For further information, please contact:
 
Gerald F. Sopp CFO/Executive Vice-President
 
484.359.3138  
 
FOR IMMEDIATE RELEASE
gsopp@dnbfirst.com
 
(DNBF – NASDAQ)

DNB Financial Corporation
Announces Fourth Quarter and Full Year 2009 Results

(February 04, 2010 – Downingtown, PA) DNB Financial Corporation (“DNB”), parent of DNB First, National Association, the oldest independent bank in Chester County, reported net income of $573,000 for the 2009 fourth quarter and net income of $1.6 million for the 2009 full year. This compares to a net loss of $230,000 for the fourth quarter of 2008 and net income of $809,000 for the 2008 full year. Earnings available to common shareholders for the fourth quarter of 2009 was $.16 on a diluted basis compared to a net loss of $0.09 per share for the same period in 2008. Earnings available to common shareholders on a diluted basis for the 2009 full year was $.41 compared to $.31 in 2008.
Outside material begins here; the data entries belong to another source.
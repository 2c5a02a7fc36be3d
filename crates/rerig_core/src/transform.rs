use std::ops::Mul;

use glam::{Quat, Vec3};
use serde::{Deserialize, Serialize};

use crate::math::{KINDA_SMALL_NUMBER, safe_divide};

/// Bone transform: translation, rotation and non-uniform scale (TRS).
///
/// Unlike an affine matrix, a `Transform` keeps its three components separate so
/// that scale can be carried through a hierarchy and recovered exactly. Composition
/// follows the glam convention: `parent * child` yields the child expressed in the
/// parent's space.
///
/// ```rust,ignore
/// use rerig_core::Transform;
///
/// let global = parent_global * local;
/// let local_again = global.relative_to(&parent_global);
/// ```
#[derive(Debug, Clone, Copy, PartialEq, Serialize, Deserialize)]
#[serde(default)]
pub struct Transform {
    pub translation: Vec3,
    pub rotation: Quat,
    pub scale: Vec3,
}

impl Transform {
    pub const IDENTITY: Self = Self {
        translation: Vec3::ZERO,
        rotation: Quat::IDENTITY,
        scale: Vec3::ONE,
    };

    #[inline]
    #[must_use]
    pub const fn new(translation: Vec3, rotation: Quat, scale: Vec3) -> Self {
        Self {
            translation,
            rotation,
            scale,
        }
    }

    #[inline]
    #[must_use]
    pub const fn from_translation(translation: Vec3) -> Self {
        Self {
            translation,
            rotation: Quat::IDENTITY,
            scale: Vec3::ONE,
        }
    }

    #[inline]
    #[must_use]
    pub const fn from_rotation_translation(rotation: Quat, translation: Vec3) -> Self {
        Self {
            translation,
            rotation,
            scale: Vec3::ONE,
        }
    }

    // ========================================================================
    // Hierarchy
    // ========================================================================

    /// Expresses `child` (given relative to `self`) in the space `self` lives in.
    #[inline]
    #[must_use]
    pub fn mul_transform(&self, child: &Self) -> Self {
        Self {
            translation: self.rotation * (self.scale * child.translation) + self.translation,
            rotation: (self.rotation * child.rotation).normalize(),
            scale: self.scale * child.scale,
        }
    }

    /// Returns `self` expressed relative to `parent`.
    ///
    /// This is the exact inverse of [`Transform::mul_transform`]:
    /// `parent * self.relative_to(parent) == self` for any parent whose scale has
    /// no near-zero component. Near-zero parent scale components yield zero.
    #[must_use]
    pub fn relative_to(&self, parent: &Self) -> Self {
        let inv_rotation = parent.rotation.inverse();
        let inv_scale = Vec3::new(
            safe_divide(1.0, parent.scale.x),
            safe_divide(1.0, parent.scale.y),
            safe_divide(1.0, parent.scale.z),
        );

        Self {
            translation: (inv_rotation * (self.translation - parent.translation)) * inv_scale,
            rotation: (inv_rotation * self.rotation).normalize(),
            scale: self.scale * inv_scale,
        }
    }

    /// Transforms a point from this transform's local space.
    #[inline]
    #[must_use]
    pub fn transform_point(&self, point: Vec3) -> Vec3 {
        self.rotation * (self.scale * point) + self.translation
    }

    // ========================================================================
    // Blending
    // ========================================================================

    /// Piecewise blend: lerp translation and scale, shortest-arc slerp rotation.
    #[must_use]
    pub fn blend(&self, other: &Self, alpha: f32) -> Self {
        Self {
            translation: self.translation.lerp(other.translation, alpha),
            rotation: self.rotation.slerp(other.rotation, alpha).normalize(),
            scale: self.scale.lerp(other.scale, alpha),
        }
    }

    /// Component-wise comparison within `tolerance`.
    ///
    /// Rotations are compared up to sign, since `q` and `-q` describe the same rotation.
    #[must_use]
    pub fn abs_diff_eq(&self, other: &Self, tolerance: f32) -> bool {
        let rotation_eq = self.rotation.abs_diff_eq(other.rotation, tolerance)
            || self.rotation.abs_diff_eq(-other.rotation, tolerance);

        self.translation.abs_diff_eq(other.translation, tolerance)
            && rotation_eq
            && self.scale.abs_diff_eq(other.scale, tolerance)
    }

    #[inline]
    #[must_use]
    pub fn is_nearly_identity(&self) -> bool {
        self.abs_diff_eq(&Self::IDENTITY, KINDA_SMALL_NUMBER)
    }
}

impl Default for Transform {
    fn default() -> Self {
        Self::IDENTITY
    }
}

impl Mul for Transform {
    type Output = Self;

    #[inline]
    fn mul(self, child: Self) -> Self {
        self.mul_transform(&child)
    }
}

impl Mul<&Transform> for &Transform {
    type Output = Transform;

    #[inline]
    fn mul(self, child: &Transform) -> Transform {
        self.mul_transform(child)
    }
}
use rerig_core::{LogCode, Result, RetargetLog, Transform};
use rerig_skeleton::{BoneChain, ResolvedBoneChain, RetargetSkeleton};

use crate::fk::{ChainDecoderFk, ChainEncoderFk};
use crate::root::RootRetargeter;
use crate::settings::ChainSettings;

/// A source chain mapped onto a target chain, with its FK encoder and decoder.
#[derive(Debug, Clone)]
pub struct ChainPairFk {
    pub settings: ChainSettings,

    source_chain_name: String,
    target_chain_name: String,
    source_bone_indices: Vec<usize>,
    target_bone_indices: Vec<usize>,

    encoder: ChainEncoderFk,
    decoder: ChainDecoderFk,
}

impl ChainPairFk {
    /// Resolves both chains and captures their retarget poses.
    ///
    /// Every failure is also written to `log` with its cause code.
    pub fn new(
        source_chain: &BoneChain,
        target_chain: &BoneChain,
        settings: ChainSettings,
        source_skeleton: &RetargetSkeleton,
        target_skeleton: &RetargetSkeleton,
        log: &mut RetargetLog,
    ) -> Result<Self> {
        let source_bone_indices = validate_bone_chain(source_chain, source_skeleton, LogCode::IncompatibleSourceChain, log)?;
        let target_bone_indices = validate_bone_chain(target_chain, target_skeleton, LogCode::IncompatibleTargetChain, log)?;

        let encoder = ChainEncoderFk::new(&source_chain.name, source_skeleton, &source_bone_indices, log)
            .inspect_err(|err| {
                log.warning(
                    LogCode::BadFkEncoder,
                    format!("Could not initialize FK encoder for source chain '{}': {err}", source_chain.name),
                );
            })?;
        let decoder = ChainDecoderFk::new(&target_chain.name, target_skeleton, &target_bone_indices, log)
            .inspect_err(|err| {
                log.warning(
                    LogCode::BadFkDecoder,
                    format!("Could not initialize FK decoder for target chain '{}': {err}", target_chain.name),
                );
            })?;

        Ok(Self {
            settings,
            source_chain_name: source_chain.name.clone(),
            target_chain_name: target_chain.name.clone(),
            source_bone_indices,
            target_bone_indices,
            encoder,
            decoder,
        })
    }

    /// Encodes the source chain and decodes it onto the target pose.
    pub fn run(
        &mut self,
        root: &RootRetargeter,
        source_skeleton: &RetargetSkeleton,
        source_global_pose: &[Transform],
        target_skeleton: &RetargetSkeleton,
        target_global_pose: &mut [Transform],
    ) {
        self.encoder.encode_pose(source_skeleton, source_global_pose);
        self.decoder.decode_pose(
            root,
            &self.settings.fk,
            &mut self.encoder,
            target_skeleton,
            target_global_pose,
        );
    }

    #[inline]
    #[must_use]
    pub fn source_chain_name(&self) -> &str {
        &self.source_chain_name
    }

    #[inline]
    #[must_use]
    pub fn target_chain_name(&self) -> &str {
        &self.target_chain_name
    }

    #[inline]
    #[must_use]
    pub fn source_bone_indices(&self) -> &[usize] {
        &self.source_bone_indices
    }

    #[inline]
    #[must_use]
    pub fn target_bone_indices(&self) -> &[usize] {
        &self.target_bone_indices
    }

    #[inline]
    #[must_use]
    pub fn encoder(&self) -> &ChainEncoderFk {
        &self.encoder
    }

    #[inline]
    #[must_use]
    pub fn decoder(&self) -> &ChainDecoderFk {
        &self.decoder
    }

    pub(crate) fn decoder_mut(&mut self) -> &mut ChainDecoderFk {
        &mut self.decoder
    }
}

fn validate_bone_chain(
    chain: &BoneChain,
    skeleton: &RetargetSkeleton,
    incompatible: LogCode,
    log: &mut RetargetLog,
) -> Result<Vec<usize>> {
    let resolved = ResolvedBoneChain::resolve(chain, skeleton);

    if !resolved.found_start_bone {
        log.warning(
            LogCode::MissingStartBone,
            format!(
                "Start bone '{}' of chain '{}' not found in skeleton '{}'",
                chain.start_bone,
                chain.name,
                skeleton.name()
            ),
        );
    }
    if !resolved.found_end_bone {
        log.warning(
            LogCode::MissingEndBone,
            format!(
                "End bone '{}' of chain '{}' not found in skeleton '{}'",
                chain.end_bone,
                chain.name,
                skeleton.name()
            ),
        );
    }
    if resolved.found_start_bone && resolved.found_end_bone && !resolved.end_is_start_or_child_of_start {
        log.warning(
            LogCode::EndNotChildOfStart,
            format!(
                "End bone '{}' of chain '{}' is not a descendant of start bone '{}'",
                chain.end_bone, chain.name, chain.start_bone
            ),
        );
    }

    if !resolved.is_valid() {
        log.warning(
            incompatible,
            format!("Chain '{}' is not valid on skeleton '{}' and was skipped", chain.name, skeleton.name()),
        );
    }

    resolved.into_result(chain, skeleton.name())
}
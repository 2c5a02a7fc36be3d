//! Skeleton Model
//!
//! [`RetargetSkeleton`] is the retargeter's working copy of a skeleton: bone names,
//! parent links, and the retarget pose in both local and global space.
//!
//! Bones are stored in depth-first order (see [`SkeletonDescription`]), so:
//! - local → global is one forward pass (a parent is always updated before its children),
//! - global → local is one pass reading only globals,
//! - every subtree is the contiguous range `index..=branch_end(index)`.

use std::cell::Cell;
use std::ops::RangeInclusive;

use rerig_core::Transform;
use rustc_hash::FxHashMap;

use crate::chain::{BoneChain, ResolvedBoneChain};
use crate::description::SkeletonDescription;
use crate::pose::RetargetPose;

#[derive(Debug, Clone, Default)]
pub struct RetargetSkeleton {
    name: String,
    bone_names: Vec<String>,
    parent_indices: Vec<Option<usize>>,
    name_lookup: FxHashMap<String, usize>,

    /// Name of the first chain that contains each bone.
    chain_that_contains_bone: Vec<Option<String>>,

    retarget_pose_name: Option<String>,
    retarget_local_pose: Vec<Transform>,
    retarget_global_pose: Vec<Transform>,

    /// Lazily computed end of each bone's subtree; `None` means not computed yet.
    cached_branch_ends: Vec<Cell<Option<usize>>>,
}

impl RetargetSkeleton {
    /// Builds the skeleton model and its retarget pose.
    ///
    /// # Arguments
    /// * `description`: bones and reference pose
    /// * `chains`: chain definitions, used to tag bones with their owning chain
    /// * `retarget_pose_name`: label of the retarget pose, kept for diagnostics
    /// * `retarget_pose`: optional offsets applied on top of the reference pose
    /// * `retarget_root`: bone that receives the pose's root translation delta
    #[must_use]
    pub fn new(
        description: &SkeletonDescription,
        chains: &[BoneChain],
        retarget_pose_name: Option<&str>,
        retarget_pose: Option<&RetargetPose>,
        retarget_root: Option<&str>,
    ) -> Self {
        let bone_count = description.bone_count();
        let bone_names = description.bone_names().to_vec();

        let mut name_lookup = FxHashMap::default();
        for (index, bone_name) in bone_names.iter().enumerate() {
            name_lookup.entry(bone_name.clone()).or_insert(index);
        }

        let mut skeleton = Self {
            name: description.name().to_string(),
            bone_names,
            parent_indices: description.parent_indices().to_vec(),
            name_lookup,
            chain_that_contains_bone: vec![None; bone_count],
            retarget_pose_name: None,
            retarget_local_pose: Vec::new(),
            retarget_global_pose: Vec::new(),
            cached_branch_ends: vec![Cell::new(None); bone_count],
        };

        // Tag bones with the chain that contains them (first chain wins)
        for chain in chains {
            let resolved = ResolvedBoneChain::resolve(chain, &skeleton);
            if !resolved.is_valid() {
                continue;
            }
            for bone_index in resolved.bone_indices {
                let tag = &mut skeleton.chain_that_contains_bone[bone_index];
                if tag.is_none() {
                    *tag = Some(chain.name.clone());
                }
            }
        }

        skeleton.generate_retarget_pose(
            description.reference_local_pose(),
            retarget_pose_name,
            retarget_pose,
            retarget_root,
        );

        skeleton
    }

    fn generate_retarget_pose(
        &mut self,
        reference_local_pose: &[Transform],
        retarget_pose_name: Option<&str>,
        retarget_pose: Option<&RetargetPose>,
        retarget_root: Option<&str>,
    ) {
        self.retarget_pose_name = retarget_pose_name.map(str::to_string);

        let mut local_pose = reference_local_pose.to_vec();
        let mut global_pose = vec![Transform::IDENTITY; local_pose.len()];
        self.update_global_transforms_below_bone(None, &local_pose, &mut global_pose);

        if let (Some(pose), Some(root_name)) = (retarget_pose, retarget_root) {
            if let Some(root_index) = self.find_bone_index(root_name) {
                global_pose[root_index].translation += pose.root_translation_delta;
                self.update_local_transform_of_single_bone(root_index, &mut local_pose, &global_pose);
            }

            for (bone_name, offset) in &pose.bone_rotation_offsets {
                // Offsets may have been authored against a skeleton with extra bones
                let Some(bone_index) = self.find_bone_index(bone_name) else {
                    log::debug!(
                        "Retarget pose offset for '{bone_name}' ignored, bone not in skeleton '{}'",
                        self.name
                    );
                    continue;
                };
                local_pose[bone_index].rotation =
                    (reference_local_pose[bone_index].rotation * *offset).normalize();
            }

            self.update_global_transforms_below_bone(None, &local_pose, &mut global_pose);
        }

        self.retarget_local_pose = local_pose;
        self.retarget_global_pose = global_pose;
    }

    // ========================================================================
    // Lookups
    // ========================================================================

    #[inline]
    #[must_use]
    pub fn name(&self) -> &str {
        &self.name
    }

    #[inline]
    #[must_use]
    pub fn bone_count(&self) -> usize {
        self.bone_names.len()
    }

    #[inline]
    #[must_use]
    pub fn bone_name(&self, index: usize) -> Option<&str> {
        self.bone_names.get(index).map(String::as_str)
    }

    #[inline]
    #[must_use]
    pub fn bone_names(&self) -> &[String] {
        &self.bone_names
    }

    #[must_use]
    pub fn find_bone_index(&self, bone_name: &str) -> Option<usize> {
        self.name_lookup.get(bone_name).copied()
    }

    /// Parent of `index`; `None` for roots and out-of-range indices.
    #[inline]
    #[must_use]
    pub fn parent_index(&self, index: usize) -> Option<usize> {
        self.parent_indices.get(index).copied().flatten()
    }

    #[inline]
    #[must_use]
    pub fn parent_indices(&self) -> &[Option<usize>] {
        &self.parent_indices
    }

    #[must_use]
    pub fn chain_that_contains_bone(&self, index: usize) -> Option<&str> {
        self.chain_that_contains_bone.get(index)?.as_deref()
    }

    #[inline]
    #[must_use]
    pub fn retarget_pose_name(&self) -> Option<&str> {
        self.retarget_pose_name.as_deref()
    }

    #[inline]
    #[must_use]
    pub fn retarget_local_pose(&self) -> &[Transform] {
        &self.retarget_local_pose
    }

    #[inline]
    #[must_use]
    pub fn retarget_global_pose(&self) -> &[Transform] {
        &self.retarget_global_pose
    }

    // ========================================================================
    // Pose propagation
    // ========================================================================

    /// Recomputes globals for every descendant of `start` (all bones when `start` is `None`).
    pub fn update_global_transforms_below_bone(
        &self,
        start: Option<usize>,
        local_pose: &[Transform],
        global_pose: &mut [Transform],
    ) {
        for bone_index in self.bones_below(start) {
            self.update_global_transform_of_single_bone(bone_index, local_pose, global_pose);
        }
    }

    /// Recomputes locals for every descendant of `start` (all bones when `start` is `None`).
    pub fn update_local_transforms_below_bone(
        &self,
        start: Option<usize>,
        local_pose: &mut [Transform],
        global_pose: &[Transform],
    ) {
        for bone_index in self.bones_below(start) {
            self.update_local_transform_of_single_bone(bone_index, local_pose, global_pose);
        }
    }

    fn bones_below(&self, start: Option<usize>) -> std::ops::Range<usize> {
        match start {
            Some(index) => index + 1..self.branch_end(index) + 1,
            None => 0..self.bone_count(),
        }
    }

    #[inline]
    pub fn update_global_transform_of_single_bone(
        &self,
        bone_index: usize,
        local_pose: &[Transform],
        global_pose: &mut [Transform],
    ) {
        global_pose[bone_index] = match self.parent_indices[bone_index] {
            // Roots are already in global space
            None => local_pose[bone_index],
            Some(parent) => global_pose[parent] * local_pose[bone_index],
        };
    }

    #[inline]
    pub fn update_local_transform_of_single_bone(
        &self,
        bone_index: usize,
        local_pose: &mut [Transform],
        global_pose: &[Transform],
    ) {
        local_pose[bone_index] = match self.parent_indices[bone_index] {
            None => global_pose[bone_index],
            Some(parent) => global_pose[bone_index].relative_to(&global_pose[parent]),
        };
    }

    /// Global transform the bone would have in the retarget pose under its parent's
    /// transform in `global_pose`.
    #[must_use]
    pub fn global_ref_pose_of_single_bone(&self, bone_index: usize, global_pose: &[Transform]) -> Transform {
        let local = self.retarget_local_pose[bone_index];
        match self.parent_indices[bone_index] {
            None => local,
            Some(parent) => global_pose[parent] * local,
        }
    }

    // ========================================================================
    // Hierarchy queries
    // ========================================================================

    /// Largest bone index inside the subtree rooted at `bone_index`.
    ///
    /// Leaves return their own index. Results are memoized per bone.
    #[must_use]
    pub fn branch_end(&self, bone_index: usize) -> usize {
        if let Some(end) = self.cached_branch_ends[bone_index].get() {
            return end;
        }

        // Past the end of the subtree the next bone hangs off an ancestor (or is a root)
        let end = (bone_index + 1..self.bone_count())
            .take_while(|&index| self.parent_indices[index].is_some_and(|p| p >= bone_index))
            .last()
            .unwrap_or(bone_index);

        self.cached_branch_ends[bone_index].set(Some(end));
        end
    }

    /// All descendants of `bone_index`, in storage order.
    #[must_use]
    pub fn descendants(&self, bone_index: usize) -> RangeInclusive<usize> {
        bone_index + 1..=self.branch_end(bone_index)
    }

    /// Direct children of `bone_index`, in storage order.
    pub fn children(&self, bone_index: usize) -> impl Iterator<Item = usize> + '_ {
        self.descendants(bone_index)
            .filter(move |&index| self.parent_indices[index] == Some(bone_index))
    }

    #[must_use]
    pub fn children_indices(&self, bone_index: usize) -> Vec<usize> {
        self.children(bone_index).collect()
    }

    #[must_use]
    pub fn children_indices_recursive(&self, bone_index: usize) -> Vec<usize> {
        self.descendants(bone_index).collect()
    }

    /// Returns `true` if `potential_parent` is a strict ancestor of `child`.
    #[must_use]
    pub fn is_parent_of_child(&self, potential_parent: usize, child: usize) -> bool {
        let mut parent = self.parent_index(child);
        while let Some(index) = parent {
            if index == potential_parent {
                return true;
            }
            parent = self.parent_index(index);
        }
        false
    }
}
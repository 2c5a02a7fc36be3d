//! Rerig Skeleton
//!
//! Skeleton-side building blocks of the retargeter:
//!
//! - [`SkeletonDescription`]: input bones, parents and reference pose, kept in depth-first order
//! - [`RetargetPose`]: authored offsets on top of the reference pose
//! - [`RetargetSkeleton`]: hierarchy model with local/global propagation and subtree queries
//! - [`TargetSkeleton`]: model plus per-bone retargeted flags and the live output pose
//! - [`BoneChain`] / [`ResolvedBoneChain`]: named chains and their resolution to bone indices

pub mod chain;
pub mod description;
pub mod pose;
pub mod skeleton;
pub mod target;

pub use chain::{BoneChain, ResolvedBoneChain};
pub use description::{BoneDesc, SkeletonDescription, SkeletonDescriptionData};
pub use pose::RetargetPose;
pub use skeleton::RetargetSkeleton;
pub use target::TargetSkeleton;
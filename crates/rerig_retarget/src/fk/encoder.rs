use rerig_core::{Result, RetargetLog, Transform};
use rerig_skeleton::RetargetSkeleton;

use super::ChainFk;

/// Source half of an FK chain pair.
#[derive(Debug, Clone, Default)]
pub struct ChainEncoderFk {
    pub(crate) chain: ChainFk,
    current_local_transforms: Vec<Transform>,
    chain_parent_current_global_transform: Transform,
}

impl ChainEncoderFk {
    pub fn new(
        chain_name: &str,
        skeleton: &RetargetSkeleton,
        bone_indices: &[usize],
        log: &mut RetargetLog,
    ) -> Result<Self> {
        let chain = ChainFk::new(
            chain_name,
            skeleton,
            bone_indices,
            skeleton.retarget_global_pose(),
            log,
        )?;
        let current_local_transforms = chain.initial_local_transforms.clone();
        let chain_parent_current_global_transform = chain.chain_parent_initial_global_transform;

        Ok(Self {
            chain,
            current_local_transforms,
            chain_parent_current_global_transform,
        })
    }

    /// Samples the source chain from the current source pose.
    pub fn encode_pose(&mut self, skeleton: &RetargetSkeleton, source_global_pose: &[Transform]) {
        let chain = &mut self.chain;
        for (current, &bone_index) in chain.current_global_transforms.iter_mut().zip(&chain.bone_indices) {
            *current = source_global_pose[bone_index];
        }

        ChainFk::fill_transforms_with_local_space_of_chain(
            skeleton,
            source_global_pose,
            &chain.bone_indices,
            &mut self.current_local_transforms,
        );

        if let Some(parent) = chain.chain_parent_bone_index {
            self.chain_parent_current_global_transform = source_global_pose[parent];
        }
    }

    /// Rebuilds the current globals of the chain under `new_parent`, keeping the
    /// encoded local transforms.
    pub fn realign(&mut self, new_parent: &Transform) {
        let mut parent = *new_parent;
        for (current, local) in self
            .chain
            .current_global_transforms
            .iter_mut()
            .zip(&self.current_local_transforms)
        {
            *current = parent * *local;
            parent = *current;
        }
    }

    #[inline]
    #[must_use]
    pub fn chain(&self) -> &ChainFk {
        &self.chain
    }

    #[inline]
    #[must_use]
    pub fn current_local_transforms(&self) -> &[Transform] {
        &self.current_local_transforms
    }

    #[inline]
    #[must_use]
    pub fn chain_parent_current_global_transform(&self) -> Transform {
        self.chain_parent_current_global_transform
    }
}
Net loans at December 31, 2009 grew $23.0 million or 6.83% compared to December 31, 2008, with most of this growth coming in the third and fourth quarters. The composite cost of funds for the fourth quarter of 2009 was 1.76% compared to 2.39% for the same period in 2008. Deposits rose by $98.9 million or 24.21%, to $507.3 million at December 31, 2009 compared to $408.5 million at December 31, 2008. Stockholder’s equity increased $12.9 million to $43.0 million at December 31, 2009 compared to $30.1 million at December 31, 2008. Non–interest expense for the three months ended December 31, 2009 declined 1.50% or $64,000 compared to the same period in 2008 and $141,000 or .84% for the full year 2009 compared to 2008.

The decline in non-interest expense for the year, was accomplished in spite of increases in FDIC insurance expense as a result of the one-time special assessment and increased premium rates, additions to the commercial lending staff in the third quarter to increase lending capacity in 2010, increases in employee benefits expense related to retirement costs and increased expense related to the maintenance of OREO. Combined these additional expenses totaled $1.3 million on a pre-tax basis.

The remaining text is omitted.